I'm writing a text about children who have experienced war in some form. In my own language, we have an umbrella term for any situation involving war in some sense, and when I look it up in a dictionary, I get the translation "war event", but when I google "war event", it seems to appear more or less exclusively in a gaming context. So, now I'm wondering whether I can nevertheless use this in "my" context, or whether there's another word or phrase I should use.

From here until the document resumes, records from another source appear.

//! Hammerspace command line
//!
//! ## Usage
//!
//! ```bash
//! # Create the storage directory, config and database
//! hammerspace init
//!
//! # Seed the public template collections
//! hammerspace seed-templates
//!
//! # Register users and work as one of them
//! hammerspace add-user alice
//! hammerspace --as alice create-collection "Books" --visibility private
//! hammerspace --as alice grant <collection-id> bob --level edit
//!
//! # Ask for a decision
//! hammerspace --as bob check --item <item-id> --action write-update
//! ```
//!
//! Every command prints JSON on stdout. Logs go to stderr. A failed command
//! prints `{"error", "status", "denied"}` and exits 3 when access was denied,
//! 1 otherwise.

use std::path::PathBuf;
use std::sync::Arc;

use anyhow::{bail, Context};
use clap::{Parser, Subcommand};
use hammerspace::access::{Action, CollectionVisibility, ItemVisibility, Principal};
use hammerspace::db::HammerDb;
use hammerspace::services::{
    parse_custom_fields, CreateCollectionInput, CreateItemInput,
    ObjectRef, RegisterUserInput, Services,
};
use hammerspace::{templates, CollectionId, Config, HammerspaceError, ItemId};
use serde::Serialize;
use serde_json::{json, Map};
use tracing::info;
use tracing_subscriber::EnvFilter;

#[derive(Parser, Debug)]
#[command(name = "hammerspace")]
#[command(about = "Collections of custom-field items with visibility and sharing")]
struct Args {
    /// Path to config file
    #[arg(short, long, env = "HAMMERSPACE_CONFIG")]
    config: Option<PathBuf>,

    /// Storage directory
    #[arg(long, env = "HAMMERSPACE_STORAGE_DIR")]
    storage_dir: Option<PathBuf>,

    /// Act as this user; anonymous when omitted
    #[arg(long = "as", global = true)]
    as_user: Option<String>,

    #[command(subcommand)]
    command: Command,
}

#[derive(Subcommand, Debug)]
enum Command {
    /// Create storage directory, default config and database
    Init,

    /// Create the template user and example collections
    SeedTemplates,

    /// Register a user profile
    AddUser {
        username: String,
        #[arg(long, default_value = "")]
        email: String,
        #[arg(long, default_value = "")]
        first_name: String,
        #[arg(long, default_value = "")]
        last_name: String,
    },

    /// Create a collection owned by --as
    CreateCollection {
        name: String,
        #[arg(long, default_value = "")]
        description: String,
        #[arg(long, default_value = "private")]
        visibility: CollectionVisibility,
    },

    /// Add an item to a collection
    AddItem {
        collection: String,
        name: String,
        #[arg(long, default_value = "")]
        description: String,
        /// JSON object of custom fields
        #[arg(long)]
        fields: Option<String>,
        /// Path or URL of the item's picture
        #[arg(long)]
        image: Option<String>,
        #[arg(long, default_value = "collection")]
        visibility: ItemVisibility,
    },

    /// Share a collection with a user (owner only)
    Grant {
        collection: String,
        username: String,
        #[arg(long, default_value = "view")]
        level: String,
    },

    /// Remove a user's share (owner only)
    Revoke {
        collection: String,
        username: String,
    },

    /// Decide an action on a collection or item
    Check {
        #[arg(long, conflicts_with = "item", required_unless_present = "item")]
        collection: Option<String>,
        #[arg(long)]
        item: Option<String>,
        #[arg(long, default_value = "read")]
        action: Action,
    },

    /// Collections owned by or shared with --as
    List {
        #[arg(long)]
        limit: Option<u32>,
        #[arg(long, default_value_t = 0)]
        offset: u32,
    },

    /// Public collections (or public items with --items)
    ListPublic {
        #[arg(long)]
        items: bool,
        /// Unlisted collections instead of public ones
        #[arg(long, conflicts_with = "items")]
        unlisted: bool,
        #[arg(long)]
        limit: Option<u32>,
        #[arg(long, default_value_t = 0)]
        offset: u32,
    },

    /// Registered users, by username
    ListUsers {
        #[arg(long)]
        limit: Option<u32>,
        #[arg(long, default_value_t = 0)]
        offset: u32,
    },

    /// Row counts
    Stats,
}

fn print_json<T: Serialize>(value: &T) -> anyhow::Result<()> {
    println!("{}", serde_json::to_string_pretty(value)?);
    Ok(())
}

fn resolve_principal(services: &Services, username: Option<&str>) -> anyhow::Result<Principal> {
    match username {
        None => Ok(Principal::Anonymous),
        Some(name) => {
            let user = services
                .users
                .require_by_username(name)
                .with_context(|| format!("--as {}", name))?;
            if !user.is_active {
                bail!("user '{}' is inactive", name);
            }
            Ok(Principal::User(user.id))
        }
    }
}

/// Exit status for a failed command: 3 for access denials, 1 otherwise
fn exit_code(err: &HammerspaceError) -> i32 {
    if err.is_denial() {
        3
    } else {
        1
    }
}

fn report_error(err: &anyhow::Error) -> i32 {
    match err.downcast_ref::<HammerspaceError>() {
        Some(e) => {
            let body = json!({
                "error": format!("{:#}", err),
                "status": e.status_code(),
                "denied": e.is_denial(),
            });
            if print_json(&body).is_err() {
                eprintln!("error: {:#}", err);
            }
            exit_code(e)
        }
        None => {
            eprintln!("error: {:#}", err);
            1
        }
    }
}

#[tokio::main]
async fn main() -> anyhow::Result<()> {
    tracing_subscriber::fmt()
        .with_writer(std::io::stderr)
        .with_env_filter(EnvFilter::from_default_env().add_directive("hammerspace=info".parse()?))
        .init();

    if let Err(err) = run(Args::parse()) {
        std::process::exit(report_error(&err));
    }
    Ok(())
}

fn run(args: Args) -> anyhow::Result<()> {
    let mut config = match &args.config {
        Some(path) => Config::load(path).with_context(|| format!("loading {}", path.display()))?,
        None => Config::default(),
    };
    if let Some(dir) = args.storage_dir {
        config.storage_dir = dir;
    }

    if matches!(args.command, Command::Init) && config.init_storage()? {
        info!(path = %config.config_path().display(), "Created default config");
    }

    let db = Arc::new(HammerDb::open(&config.database_path())?);
    let services = Services::new(db);
    let principal = resolve_principal(&services, args.as_user.as_deref())?;

    match args.command {
        Command::Init | Command::Stats => print_json(&services.db.stats()?)?,

        Command::SeedTemplates => print_json(&templates::seed_templates(&services, &config)?)?,

        Command::AddUser {
            username,
            email,
            first_name,
            last_name,
        } => {
            let user = services.users.register(RegisterUserInput {
                username,
                email,
                first_name,
                last_name,
                is_active: true,
            })?;
            print_json(&user)?;
        }

        Command::CreateCollection {
            name,
            description,
            visibility,
        } => {
            let collection = services.collections.create(
                &principal,
                CreateCollectionInput {
                    name,
                    description,
                    visibility,
                },
            )?;
            print_json(&collection)?;
        }

        Command::AddItem {
            collection,
            name,
            description,
            fields,
            image,
            visibility,
        } => {
            let custom_fields = match fields {
                Some(raw) => parse_custom_fields(&raw)?,
                None => Map::new(),
            };
            let item = services.items.create(
                &principal,
                CreateItemInput {
                    collection_id: CollectionId::from(collection),
                    name,
                    description,
                    custom_fields,
                    image,
                    visibility,
                },
            )?;
            print_json(&item)?;
        }

        Command::Grant {
            collection,
            username,
            level,
        } => {
            let outcome = services.shares.grant(
                &principal,
                &CollectionId::from(collection),
                &username,
                &level,
            )?;
            print_json(&outcome)?;
        }

        Command::Revoke {
            collection,
            username,
        } => {
            let removed =
                services
                    .shares
                    .revoke(&principal, &CollectionId::from(collection), &username)?;
            print_json(&json!({ "removed": removed }))?;
        }

        Command::Check {
            collection,
            item,
            action,
        } => {
            let object = match (collection, item) {
                (Some(id), _) => ObjectRef::Collection(CollectionId::from(id)),
                (None, Some(id)) => ObjectRef::Item(ItemId::from(id)),
                (None, None) => bail!("pass --collection or --item"),
            };
            print_json(&services.access.decide(&principal, &object, action)?)?;
        }

        Command::List { limit, offset } => {
            let collections = services.collections.list_accessible(
                &principal,
                config.page_size(limit),
                offset,
            )?;
            print_json(&collections)?;
        }

        Command::ListUsers { limit, offset } => {
            print_json(&services.users.list(config.page_size(limit), offset)?)?;
        }

        Command::ListPublic {
            items,
            unlisted,
            limit,
            offset,
        } => {
            let limit = config.page_size(limit);
            if items {
                print_json(&services.items.list_public(None, limit, offset)?)?;
            } else if unlisted {
                print_json(&services.collections.list_unlisted(limit, offset)?)?;
            } else {
                print_json(&services.collections.list_public(limit, offset)?)?;
            }
        }
    }

    Ok(())
}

  • Out of interest, what is the term in your language?
    – James K
    Commented Oct 2, 2021 at 20:52
  • @James K It's krigshändelser; krig = 'war', and händelser = 'events' or 'incidents'. (I have no idea why we add an s in the middle; I'm sure there's a linguistic explanation for it, but I don't know what it is)
    – Hannah
    Commented Oct 2, 2021 at 21:02
  • To give you a solid answer, we'd need a fuller context of what you're actually talking about, like some examples.
    – gotube
    Commented Oct 3, 2021 at 5:31

3 Answers 3


"War event" is valid English, but it is not a particularly usual or familiar phrase in general English. If you use it in the way you describe, you may well want to define or explain your usage at or ner the start of your text.

Other phrases you might want to consider:

  • experience of war
  • war experiences
  • encounter with war
  • experience of combat
  • affected by war

None of these is a set phrase, as it seems the phrase in your native language is, and you may be able to come up with a better choice.


It may be wise to define it upfront, but I don't think you're going to find a better term.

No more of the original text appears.